Zur Quartieraufwertung bei trägt auch der geplante Ausbau der Glattalbahn. Geplant ist, die so genannte Stadtbahn in zwei Etappen zu realisieren: In einer ersten wird die Strecke vom Flughafen bis zum Bahnhof Oerlikon vernetzt (Linie A). Gleichzeitig wird der Bahnhof Oerlikon mit dem Fernsehstudio verbunden (Linie B). Die Bahn fährt zur Hauptverkehrszeit im 7,5-Minuten-Takt, in den Randzeiten im 15-Minuten-Takt. Ab 2005 werden demnach die oft hoffnungslos überfüllten Busse zum Fernsehstudio der Vergangenheit angehören! Die zweite Bauetappe bringt nochmals eine neue Linie hervor: Bahnhof Stettbach-
Wallisellen-Flughafen (Linie C). Diese soll voraussichtlich 2008 in Betrieb genommen werden.

Die SRG SSR idée suisse hat das Konzept des neuen Quartiers massgeblich mitgestaltet. Paul Zutter, Leiter Immobilien- und Baumanagement, verfolgt die Entwicklung im Leutschenbach und im Oberhauserriet seit über zwanzig Jahren. Er war es auch, der verschiedene Erweiterungsmöglichkeiten in Bezug auf SF DRS, das tpc und die SRG SSR media services geprüft hat. Das Resultat: Heute stehen der SRG für die Planung weiterer Bauvorhaben zwei Möglichkeiten offen: je eine Ausweitung gegen Süden und Westen. Die SRG klärt derzeit ab, ob sie all die Abteilungen und Dienste, die sich in extern gemieteten Räumlichkeiten befinden, in einem neu zu bauenden Mehrzweckgebäude unterbringen will. SRG-intern wird zudem auch berücksichtigt, dass das tpc in Sachen Studio weitere Raumansprüche stellen könnte.

Neues, lebendiges Leutschenbach: Geplant ist bereits ausführlich, jetzt laufen Ideenwettbewerbe und Studien über Nutzungsmöglichkeiten. Bleibt nur noch die schlagende Lösung der Parkplatzmisere.

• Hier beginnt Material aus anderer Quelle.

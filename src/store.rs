// src/store.rs

use serde::{Deserialize, Serialize};
use std::{
    fs,
    io::Write,
    path::PathBuf,
    sync::{Arc, Mutex, MutexGuard, PoisonError},
};
use tempfile::NamedTempFile;
use tracing::{debug, info};

use crate::entity::{Beneficiary, ImportEntity, Visit};
use crate::error::{ImportError, ImportResult};

/// The collections the dashboard keeps locally.
#[derive(Debug, Default, Clone, Serialize, Deserialize)]
pub struct StoreData {
    #[serde(default)]
    pub beneficiaries: Vec<Beneficiary>,
    #[serde(default)]
    pub visits: Vec<Visit>,
}

/// Local application state. Only whole batches are ever appended, so one
/// mutex around both collections is enough.
pub struct LocalStore {
    path: Option<PathBuf>,
    data: Mutex<StoreData>,
}

impl LocalStore {
    pub fn in_memory() -> Self {
        Self {
            path: None,
            data: Mutex::new(StoreData::default()),
        }
    }

    /// Open a JSON-backed store, loading the previous snapshot if there is one.
    pub fn open(path: impl Into<PathBuf>) -> ImportResult<Self> {
        let path = path.into();
        let data = if path.is_file() {
            let text = fs::read_to_string(&path).map_err(|source| ImportError::ReadFile {
                path: path.clone(),
                source: Arc::new(source),
            })?;
            serde_json::from_str(&text).map_err(|e| {
                ImportError::Store(format!("parsing {}: {}", path.display(), e))
            })?
        } else {
            StoreData::default()
        };

        info!(
            path = %path.display(),
            beneficiaries = data.beneficiaries.len(),
            visits = data.visits.len(),
            "opened local store"
        );
        Ok(Self {
            path: Some(path),
            data: Mutex::new(data),
        })
    }

    fn lock(&self) -> MutexGuard<'_, StoreData> {
        self.data.lock().unwrap_or_else(PoisonError::into_inner)
    }

    /// Append a batch to the matching collection; returns the new total.
    pub fn append<E: ImportEntity>(&self, batch: Vec<E>) -> usize {
        let mut data = self.lock();
        let collection = E::collection_mut(&mut data);
        collection.extend(batch);
        debug!(entity = E::schema().label, total = collection.len(), "appended batch");
        collection.len()
    }

    pub fn all<E: ImportEntity>(&self) -> Vec<E> {
        E::collection(&self.lock()).clone()
    }

    pub fn count<E: ImportEntity>(&self) -> usize {
        E::collection(&self.lock()).len()
    }

    /// Write the snapshot through a temp file in the same directory, then
    /// rename over the target. No-op for in-memory stores.
    pub fn save(&self) -> ImportResult<()> {
        let Some(path) = &self.path else {
            return Ok(());
        };
        let store_err = |what: &str, e: &dyn std::fmt::Display| {
            ImportError::Store(format!("{} {}: {}", what, path.display(), e))
        };

        let json = {
            let data = self.lock();
            serde_json::to_vec_pretty(&*data).map_err(|e| store_err("serializing", &e))?
        };

        let dir = match path.parent() {
            Some(p) if !p.as_os_str().is_empty() => p.to_path_buf(),
            _ => PathBuf::from("."),
        };
        fs::create_dir_all(&dir).map_err(|e| store_err("creating directory for", &e))?;

        let mut tmp = NamedTempFile::new_in(&dir).map_err(|e| store_err("creating temp file for", &e))?;
        tmp.write_all(&json)
            .map_err(|e| store_err("writing", &e))?;
        tmp.persist(path)
            .map_err(|e| store_err("renaming into", &e.error))?;

        debug!(path = %path.display(), bytes = json.len(), "saved local store");
        Ok(())
    }
}
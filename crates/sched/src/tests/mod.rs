use std::cell::Cell;
use std::rc::Rc;

use crate::clock::ManualClock;
use crate::scheduler::Scheduler;

mod scheduler;

fn harness(start: u32) -> (ManualClock, Scheduler) {
    let clock = ManualClock::new(start);
    let sched = Scheduler::new(clock.source(), clock.delay());
    (clock, sched)
}

#[derive(Clone, Default)]
struct Counter(Rc<Cell<u32>>);

impl Counter {
    fn get(&self) -> u32 {
        self.0.get()
    }

    fn hook(&self) -> impl FnMut(&mut Scheduler) + 'static {
        let hits = Rc::clone(&self.0);
        move |_| hits.set(hits.get() + 1)
    }
}

fn assert_sorted(sched: &Scheduler) {
    sched.pending.debug_validate();
    sched.overdue.debug_validate();
}
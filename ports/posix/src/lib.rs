//! Hosted port of `coop-sched`.
//!
//! Supplies the collaborators a scheduler needs on a POSIX host: wrapping
//! millisecond and microsecond counters, a sleeping delay and a spinning
//! delay, plus the two ready-made timing domains.
//!
//! ```no_run
//! use coop_sched::Scheduler;
//! use coop_sched_posix::PosixPresets;
//!
//! let mut sched = Scheduler::millis();
//! sched.every(500, |_| println!("blink"));
//! sched.run_loop();
//! ```

pub mod time;

use coop_sched::{Scheduler, SchedulerConfig};

pub use time::{
    uptime_micros, uptime_millis, MicrosClock, MillisClock, SleepDelay, SpinDelay,
};

/// Scheduler bound to the millisecond counter, idling with `thread::sleep`.
pub fn millis() -> Scheduler {
    domain("millis", MillisClock::new(), SleepDelay)
}

/// Scheduler bound to the microsecond counter, idling with a spin/sleep delay.
pub fn micros() -> Scheduler {
    domain("micros", MicrosClock::new(), SpinDelay)
}

fn domain<T, D>(name: &'static str, time: T, delay: D) -> Scheduler
where
    T: coop_sched::TimeSource + 'static,
    D: coop_sched::Delay + 'static,
{
    log::debug!("posix: creating {name} scheduler");
    let config = SchedulerConfig::builder().name(name).build();
    Scheduler::from_collaborators(config, time, delay)
}

/// Construction presets as associated functions of [`Scheduler`].
pub trait PosixPresets {
    fn millis() -> Self;
    fn micros() -> Self;
}

impl PosixPresets for Scheduler {
    fn millis() -> Self {
        millis()
    }

    fn micros() -> Self {
        micros()
    }
}
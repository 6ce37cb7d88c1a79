use std::cell::RefCell;
use std::rc::Rc;

use super::{assert_sorted, harness, Counter};
use crate::tick::{Deadline, Tick};

#[test]
fn new_scheduler_is_empty() {
    let (_clock, mut sched) = harness(0);
    assert!(sched.is_empty());
    assert_eq!(sched.len(), 0);
    assert_eq!(sched.tick(), 0);
}

#[test]
fn tick_removes_tasks_as_they_fall_due() {
    let (clock, mut sched) = harness(0);
    for delay in 1..=4 {
        sched.timeout(delay, |_| {});
    }
    assert_eq!(sched.len(), 4);

    assert_eq!(sched.tick(), 1);
    assert_eq!(sched.len(), 4);

    for (now, left) in [(1, 3), (2, 2), (3, 1), (4, 0)] {
        clock.set(now);
        sched.tick();
        assert_eq!(sched.len(), left);
    }
}

#[test]
fn one_tick_drains_everything_due() {
    let (clock, mut sched) = harness(0);
    for delay in 1..=4 {
        sched.timeout(delay, |_| {});
    }

    clock.set(4);
    assert_eq!(sched.tick(), 0);
    assert!(sched.is_empty());
}

#[test]
fn timeout_fires_once_at_its_deadline() {
    let (clock, mut sched) = harness(0);
    let done = Counter::default();
    sched.timeout(5, done.hook());

    clock.set(4);
    assert_eq!(sched.tick(), 1);
    assert_eq!(done.get(), 0);
    assert_eq!(sched.len(), 1);

    clock.set(5);
    sched.tick();
    assert_eq!(done.get(), 1);
    assert!(sched.is_empty());

    clock.set(9);
    sched.tick();
    assert_eq!(done.get(), 1);
}

#[test]
fn every_fires_once_per_interval() {
    let (clock, mut sched) = harness(0);
    let counter = Counter::default();
    sched.every(2, counter.hook());
    assert_eq!(sched.len(), 1);

    for now in 0..10 {
        clock.set(now);
        sched.tick();
        assert_eq!(counter.get(), now / 2);
        assert_eq!(sched.len(), 1);
    }
}

#[test]
fn every_with_zero_first_delay_fires_immediately() {
    let (clock, mut sched) = harness(0);
    let counter = Counter::default();
    sched.every_after(0, 1, counter.hook());
    assert_eq!(sched.len(), 1);

    for now in 0..10 {
        clock.set(now);
        sched.tick();
        assert_eq!(counter.get(), now + 1);
    }
    assert_eq!(sched.len(), 1);
}

#[test]
fn every_catches_up_after_a_long_gap() {
    let (clock, mut sched) = harness(0);
    let counter = Counter::default();
    sched.every(3, counter.hook());

    clock.set(10);
    assert_eq!(sched.tick(), 2);
    assert_eq!(counter.get(), 3);
    assert_eq!(sched.snapshot()[0].deadline, Deadline::current(12));
}

#[test]
fn every_with_zero_interval_is_raised_to_one_tick() {
    let (clock, mut sched) = harness(0);
    let counter = Counter::default();
    sched.every(0, counter.hook());

    // First run at tick 0, then one per tick.
    clock.set(3);
    assert_eq!(sched.tick(), 1);
    assert_eq!(counter.get(), 4);
}

#[test]
fn repeat_runs_until_exhausted_under_run_loop() {
    let (clock, mut sched) = harness(0);
    let counter = Counter::default();
    sched.repeat(10, 1, counter.hook());
    assert_eq!(sched.len(), 1);

    sched.run_loop();

    assert!(sched.is_empty());
    assert_eq!(counter.get(), 10);
    assert_eq!(clock.now(), 10);
}

#[test]
fn repeat_with_zero_first_delay_steps_one_per_tick() {
    let (clock, mut sched) = harness(0);
    let counter = Counter::default();
    sched.repeat_after(10, 0, 1, counter.hook());
    assert_eq!(sched.len(), 1);

    for now in 0..10 {
        assert_eq!(counter.get(), now);
        clock.set(now);
        sched.tick();
    }
    assert!(sched.is_empty());
    assert_eq!(counter.get(), 10);
}

#[test]
fn repeat_zero_times_registers_nothing() {
    let (_clock, mut sched) = harness(0);
    let counter = Counter::default();
    sched
        .repeat(0, 1, counter.hook())
        .repeat_after(0, 0, 1, counter.hook());

    assert!(sched.is_empty());
    sched.run_loop();
    assert_eq!(counter.get(), 0);
}

#[test]
fn repeat_with_zero_interval_fires_all_runs_in_one_tick() {
    let (clock, mut sched) = harness(0);
    let counter = Counter::default();
    sched.repeat_after(4, 2, 0, counter.hook());

    clock.set(2);
    assert_eq!(sched.tick(), 0);
    assert_eq!(counter.get(), 4);
}

#[test]
fn run_loop_sleeps_for_the_hint() {
    let (clock, mut sched) = harness(0);
    let seen = Rc::new(RefCell::new(Vec::new()));
    for delay in [30, 10, 20] {
        let seen = Rc::clone(&seen);
        let clock = clock.clone();
        sched.timeout(delay, move |_| seen.borrow_mut().push(clock.now()));
    }

    sched.run_loop();

    assert_eq!(*seen.borrow(), [10, 20, 30]);
}

#[test]
fn equal_deadlines_run_in_registration_order() {
    let (clock, mut sched) = harness(0);
    let order = Rc::new(RefCell::new(Vec::new()));
    for tag in 0..5u32 {
        let order = Rc::clone(&order);
        sched.timeout(7, move |_| order.borrow_mut().push(tag));
    }
    let early = Rc::clone(&order);
    sched.timeout(3, move |_| early.borrow_mut().push(99));
    assert_sorted(&sched);

    clock.set(7);
    sched.tick();
    assert_eq!(*order.borrow(), [99, 0, 1, 2, 3, 4]);
}

#[test]
fn insertions_stay_sorted() {
    let (clock, mut sched) = harness(Tick::MAX - 20);
    for delay in [40, 3, 17, 25, 3, 0, 21, 100, 19] {
        sched.timeout(delay, |_| {});
        assert_sorted(&sched);
    }

    let snapshot = sched.snapshot();
    assert!(snapshot.windows(2).all(|w| w[0].deadline <= w[1].deadline));
    // The four deadlines past the end of the counter come last.
    assert!(snapshot[5..].iter().all(|info| info.deadline.overflow()));

    clock.set(Tick::MAX);
    sched.tick();
    assert_eq!(sched.len(), 4);
    assert_sorted(&sched);
}

#[test]
fn tick_at_uses_the_supplied_tick() {
    let (_clock, mut sched) = harness(0);
    let counter = Counter::default();
    sched.timeout(5, counter.hook());

    assert_eq!(sched.tick_at(3), 2);
    assert_eq!(counter.get(), 0);
    assert_eq!(sched.tick_at(5), 0);
    assert_eq!(counter.get(), 1);
    assert_eq!(sched.last_tick(), 5);
}

#[test]
fn callback_can_reschedule_itself() {
    fn chain(sched: &mut crate::Scheduler, hits: Rc<RefCell<Vec<u32>>>, left: u32) {
        sched.timeout(2, move |sched| {
            hits.borrow_mut().push(left);
            if left > 1 {
                chain(sched, Rc::clone(&hits), left - 1);
            }
        });
    }

    let (clock, mut sched) = harness(0);
    let hits = Rc::new(RefCell::new(Vec::new()));
    chain(&mut sched, Rc::clone(&hits), 3);

    sched.run_loop();
    assert_eq!(*hits.borrow(), [3, 2, 1]);
    assert_eq!(clock.now(), 6);
}

#[test]
fn task_registered_from_callback_runs_in_same_drain_when_due() {
    let (clock, mut sched) = harness(0);
    let counter = Counter::default();
    let inner = counter.clone();
    sched.timeout(1, move |sched| {
        sched.timeout(0, inner.hook());
    });

    clock.set(1);
    assert_eq!(sched.tick(), 0);
    assert_eq!(counter.get(), 1);
}

#[test]
fn clear_empties_everything() {
    let (_clock, mut sched) = harness(0);
    sched
        .timeout(1, |_| {})
        .every(2, |_| {})
        .repeat(3, 4, |_| {});
    sched.group().timeout(5, |_| {});
    assert_eq!(sched.len(), 4);

    assert_eq!(sched.clear(), 4);
    assert!(sched.is_empty());
    assert_eq!(sched.clear(), 0);
}

#[test]
fn clear_from_a_periodic_callback_stops_it() {
    let (clock, mut sched) = harness(0);
    let counter = Counter::default();
    let mut hook = counter.hook();
    sched.every(1, move |sched| {
        hook(sched);
        sched.clear();
    });
    sched.timeout(10, |_| {});

    clock.set(1);
    sched.tick();
    assert!(sched.is_empty());

    clock.set(2);
    sched.tick();
    assert_eq!(counter.get(), 1);
}

#[test]
fn dropping_the_scheduler_drops_pending_callbacks() {
    let (_clock, mut sched) = harness(0);
    let token = Rc::new(());
    let held = Rc::clone(&token);
    sched.every(1, move |_| {
        let _ = &held;
    });
    assert_eq!(Rc::strong_count(&token), 2);

    drop(sched);
    assert_eq!(Rc::strong_count(&token), 1);
}
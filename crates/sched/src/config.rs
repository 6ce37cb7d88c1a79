//! Scheduler configuration.

/// Configuration for a [`Scheduler`](crate::Scheduler).
///
/// One scheduler exists per timing domain; `name` tags its log lines so a
/// millisecond and a microsecond instance can be told apart.
#[derive(Debug, Clone, PartialEq, Eq)]
pub struct SchedulerConfig {
    pub name: &'static str,
    /// Number of task slots reserved up front.
    pub capacity: usize,
}

impl Default for SchedulerConfig {
    fn default() -> Self {
        Self {
            name: "sched",
            capacity: 8,
        }
    }
}

impl SchedulerConfig {
    /// Creates a new configuration builder.
    pub fn builder() -> SchedulerConfigBuilder {
        SchedulerConfigBuilder::default()
    }
}

/// Builder for [`SchedulerConfig`].
#[derive(Debug, Clone, Default)]
pub struct SchedulerConfigBuilder {
    config: SchedulerConfig,
}

impl SchedulerConfigBuilder {
    /// Sets the name used in log output.
    pub fn name(mut self, name: &'static str) -> Self {
        self.config.name = name;
        self
    }

    /// Sets how many task slots are allocated at construction.
    ///
    /// The pending set still grows past this on demand.
    pub fn capacity(mut self, capacity: usize) -> Self {
        self.config.capacity = capacity;
        self
    }

    pub fn build(self) -> SchedulerConfig {
        self.config
    }
}
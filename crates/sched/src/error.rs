//! Construction errors.
//!
//! Scheduling itself is total: registration, dispatch and clearing cannot
//! fail. The only fallible step is assembling a scheduler from its parts.

/// Error returned by [`SchedulerBuilder::build`](crate::SchedulerBuilder::build).
#[derive(Debug, Clone, Copy, PartialEq, Eq, thiserror::Error)]
pub enum BuildError {
    #[error("scheduler `{0}` has no time source")]
    MissingTimeSource(&'static str),
    #[error("scheduler `{0}` has no delay primitive")]
    MissingDelay(&'static str),
}
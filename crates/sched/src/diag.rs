//! Diagnostic views of the pending set.
//!
//! Nothing here feeds back into scheduling; it only reports what is queued.

use alloc::vec::Vec;
use core::fmt;

use crate::group::GroupId;
use crate::scheduler::Scheduler;
use crate::task::{Kind, Task};
use crate::tick::Deadline;

/// Snapshot of one pending task.
#[derive(Debug, Clone, Copy, PartialEq, Eq)]
#[cfg_attr(feature = "serde", derive(serde::Serialize))]
pub struct TaskInfo {
    pub deadline: Deadline,
    pub group: Option<GroupId>,
    pub kind: Kind,
}

impl TaskInfo {
    pub(crate) fn of(task: &Task) -> Self {
        Self {
            deadline: task.deadline(),
            group: task.group(),
            kind: task.kind(),
        }
    }
}

impl fmt::Display for TaskInfo {
    fn fmt(&self, f: &mut fmt::Formatter<'_>) -> fmt::Result {
        write!(f, "{} ", self.deadline)?;
        match self.group {
            Some(group) => write!(f, "{group} ")?,
            None => f.write_str("group:- ")?,
        }
        match self.kind {
            Kind::Once => f.write_str("once"),
            Kind::Every { interval } => write!(f, "every {interval}"),
            Kind::Repeat {
                remaining,
                interval,
            } => write!(f, "repeat {remaining}x every {interval}"),
        }
    }
}

impl Scheduler {
    /// Pending tasks in dispatch order.
    pub fn snapshot(&self) -> Vec<TaskInfo> {
        self.overdue
            .iter()
            .chain(self.pending.iter())
            .map(TaskInfo::of)
            .collect()
    }

    /// Writes one line per pending task, in dispatch order.
    pub fn dump<W: fmt::Write>(&self, out: &mut W) -> fmt::Result {
        writeln!(
            out,
            "{}: {} pending, last tick:{}",
            self.config.name,
            self.len(),
            self.last_tick
        )?;
        for info in self.snapshot() {
            writeln!(out, "  {info}")?;
        }
        Ok(())
    }
}

impl fmt::Debug for Scheduler {
    fn fmt(&self, f: &mut fmt::Formatter<'_>) -> fmt::Result {
        f.debug_struct("Scheduler")
            .field("name", &self.config.name)
            .field("last_tick", &self.last_tick)
            .field("next_group", &self.next_group)
            .field("tasks", &self.snapshot())
            .finish_non_exhaustive()
    }
}
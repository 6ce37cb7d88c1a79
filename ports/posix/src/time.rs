//! Clock sources and delays for hosted targets.
//!
//! Counters are measured from a process-wide origin taken the first time any
//! clock is read, and truncated to [`Tick`] so that they wrap exactly like the
//! free-running millisecond and microsecond counters of a microcontroller.

use std::thread;
use std::time::{Duration, Instant};

use coop_sched::{Delay, Tick, TimeSource};
use once_cell::sync::Lazy;

/// Waits shorter than this are spun rather than slept.
const SPIN_THRESHOLD_US: Tick = 2_000;

static ORIGIN: Lazy<Instant> = Lazy::new(Instant::now);

/// Milliseconds since the process origin, wrapping at `Tick::MAX`.
pub fn uptime_millis() -> Tick {
    ORIGIN.elapsed().as_millis() as Tick
}

/// Microseconds since the process origin, wrapping at `Tick::MAX`.
///
/// A 32-bit microsecond counter wraps roughly every 71.6 minutes.
pub fn uptime_micros() -> Tick {
    ORIGIN.elapsed().as_micros() as Tick
}

/// Millisecond time source.
///
/// The offset is added to every reading; starting close to `Tick::MAX` lets
/// a host run observe a wraparound within seconds.
#[derive(Debug, Clone, Copy, Default)]
pub struct MillisClock {
    offset: Tick,
}

impl MillisClock {
    pub fn new() -> Self {
        Self::default()
    }

    pub fn with_offset(offset: Tick) -> Self {
        Self { offset }
    }
}

impl TimeSource for MillisClock {
    fn now(&mut self) -> Tick {
        uptime_millis().wrapping_add(self.offset)
    }
}

/// Microsecond time source.
#[derive(Debug, Clone, Copy, Default)]
pub struct MicrosClock {
    offset: Tick,
}

impl MicrosClock {
    pub fn new() -> Self {
        Self::default()
    }

    pub fn with_offset(offset: Tick) -> Self {
        Self { offset }
    }
}

impl TimeSource for MicrosClock {
    fn now(&mut self) -> Tick {
        uptime_micros().wrapping_add(self.offset)
    }
}

/// Coarse delay: sleeps the thread for `ticks` milliseconds.
#[derive(Debug, Clone, Copy, Default)]
pub struct SleepDelay;

impl Delay for SleepDelay {
    fn delay(&mut self, ticks: Tick) {
        thread::sleep(Duration::from_millis(u64::from(ticks)));
    }
}

/// Fine delay for microsecond ticks.
///
/// Short waits busy-spin on the monotonic clock because the OS sleep
/// granularity is far coarser than a few microseconds; long waits sleep.
#[derive(Debug, Clone, Copy, Default)]
pub struct SpinDelay;

impl Delay for SpinDelay {
    fn delay(&mut self, ticks: Tick) {
        let wait = Duration::from_micros(u64::from(ticks));
        if ticks >= SPIN_THRESHOLD_US {
            thread::sleep(wait);
            return;
        }
        let start = Instant::now();
        while start.elapsed() < wait {
            std::hint::spin_loop();
        }
    }
}

#[cfg(test)]
mod tests {
    use super::*;

    #[test]
    fn clocks_advance() {
        let mut millis = MillisClock::new();
        let mut micros = MicrosClock::new();
        let (ms, us) = (millis.now(), micros.now());

        thread::sleep(Duration::from_millis(5));

        assert!(millis.now().wrapping_sub(ms) >= 5);
        assert!(micros.now().wrapping_sub(us) >= 5_000);
    }

    #[test]
    fn offset_shifts_readings() {
        let mut clock = MillisClock::with_offset(Tick::MAX);
        let plain = uptime_millis();
        let shifted = clock.now();
        // Adding MAX is subtracting one, modulo the counter width.
        assert!(shifted.wrapping_add(1).wrapping_sub(plain) < 1_000);
    }

    #[test]
    fn spin_delay_waits_at_least_the_requested_time() {
        let start = Instant::now();
        SpinDelay.delay(300);
        assert!(start.elapsed() >= Duration::from_micros(300));
    }

    #[test]
    fn sleep_delay_waits_at_least_the_requested_time() {
        let start = Instant::now();
        SleepDelay.delay(3);
        assert!(start.elapsed() >= Duration::from_millis(3));
    }
}
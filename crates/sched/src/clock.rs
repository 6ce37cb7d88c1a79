//! Time source and delay collaborators.
//!
//! A [`Scheduler`](crate::Scheduler) never reads a global clock. It is handed a
//! [`TimeSource`] probe and a [`Delay`] primitive at construction, so that a
//! millisecond domain, a microsecond domain and a simulated clock in tests all
//! share the same engine.

use alloc::rc::Rc;
use core::cell::Cell;

use crate::tick::Tick;

/// Nullary probe returning the current tick.
///
/// Values must increase monotonically between calls except for the single
/// wraparound through zero after [`Tick::MAX`].
pub trait TimeSource {
    fn now(&mut self) -> Tick;
}

impl<F> TimeSource for F
where
    F: FnMut() -> Tick,
{
    fn now(&mut self) -> Tick {
        self()
    }
}

/// Best-effort suspension of the caller for roughly `ticks` ticks.
pub trait Delay {
    fn delay(&mut self, ticks: Tick);
}

impl<F> Delay for F
where
    F: FnMut(Tick),
{
    fn delay(&mut self, ticks: Tick) {
        self(ticks)
    }
}

/// Simulated tick counter.
///
/// Clones share the same counter. [`ManualClock::source`] reads it and
/// [`ManualClock::delay`] advances it instead of sleeping, which makes
/// [`Scheduler::run_loop`](crate::Scheduler::run_loop) fully deterministic.
#[derive(Debug, Clone, Default)]
pub struct ManualClock {
    ticks: Rc<Cell<Tick>>,
}

impl ManualClock {
    pub fn new(start: Tick) -> Self {
        Self {
            ticks: Rc::new(Cell::new(start)),
        }
    }

    pub fn now(&self) -> Tick {
        self.ticks.get()
    }

    pub fn set(&self, ticks: Tick) {
        self.ticks.set(ticks);
    }

    /// Moves the counter forward, wrapping like a hardware counter.
    pub fn advance(&self, ticks: Tick) {
        self.ticks.set(self.ticks.get().wrapping_add(ticks));
    }

    pub fn source(&self) -> impl TimeSource + 'static {
        let ticks = Rc::clone(&self.ticks);
        move || ticks.get()
    }

    pub fn delay(&self) -> impl Delay + 'static {
        let clock = self.clone();
        move |ticks: Tick| clock.advance(ticks)
    }
}
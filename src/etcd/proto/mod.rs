//! Protobuf encoding for etcd v3 messages.
//!
//! Manual `prost::Message` implementations for the subset of
//! `etcdserverpb`/`mvccpb` this client speaks, so no proto files or build
//! time codegen are needed. Field numbers follow etcd's `rpc.proto` and
//! `kv.proto`.
//!
//! Oneof fields are modeled as `Option<enum>`. An unknown oneof member
//! decodes as `None`, which the typed layer reports as a protocol
//! violation instead of guessing.

use prost::bytes::Buf;
use prost::encoding::{self, DecodeContext, WireType};
use prost::{DecodeError, Message};

/// Implements `Message` for request types that carry no fields.
macro_rules! empty_message {
    ($name:ident, $doc:literal) => {
        #[doc = $doc]
        #[derive(Clone, Copy, Default, Debug, PartialEq, Eq)]
        pub struct $name;

        impl prost::Message for $name {
            fn encode_raw(&self, _buf: &mut impl prost::bytes::BufMut)
            where
                Self: Sized,
            {
            }

            fn merge_field(
                &mut self,
                tag: u32,
                wire_type: prost::encoding::WireType,
                buf: &mut impl prost::bytes::Buf,
                ctx: prost::encoding::DecodeContext,
            ) -> Result<(), prost::DecodeError>
            where
                Self: Sized,
            {
                prost::encoding::skip_field(wire_type, tag, buf, ctx)
            }

            fn encoded_len(&self) -> usize {
                0
            }

            fn clear(&mut self) {}
        }
    };
}

mod kv;
mod maintenance;
mod txn;

pub use kv::{
    CompactionRequest, CompactionResponse, DeleteRangeRequest, DeleteRangeResponse, KeyValue,
    PutRequest, PutResponse, RangeRequest, RangeResponse, ResponseHeader,
};
pub use maintenance::{
    AlarmAction, AlarmMember, AlarmRequest, AlarmResponse, AlarmType, DefragmentRequest,
    DefragmentResponse, SnapshotRequest, SnapshotResponse, StatusRequest, StatusResponse,
};
pub use txn::{
    Compare, CompareResult, CompareTarget, RequestOp, RequestOpKind, ResponseOp, ResponseOpKind,
    TargetUnion, TxnRequest, TxnResponse,
};

/// Merge an optional sub-message field, creating it on first sight.
fn merge_optional<M: Message + Default>(
    slot: &mut Option<M>,
    wire_type: WireType,
    buf: &mut impl Buf,
    ctx: DecodeContext,
) -> Result<(), DecodeError> {
    let mut msg = slot.take().unwrap_or_default();
    encoding::message::merge(wire_type, &mut msg, buf, ctx)?;
    *slot = Some(msg);
    Ok(())
}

Obwohl die EntwicklerInnen vorwiegend auf den öffentlichen Verkehr setzen, werden sie nicht umhin kommen, eine ausreichende Anzahl von Parkplätzen zur Verfügung zu stellen. Zumal mit dem Bau der Stadtbahn ab 2003 und der geplanten Öffnung der Fernsehstrasse gegen 500 von SF DRS und tpc genutzte Parkplätze verschwinden werden. Aber auch diesem Problem trägt der Quartierplan Rechnung: Er sieht vor, südlich oder westlich des Fernsehareals ein Parkhaus zu erstellen.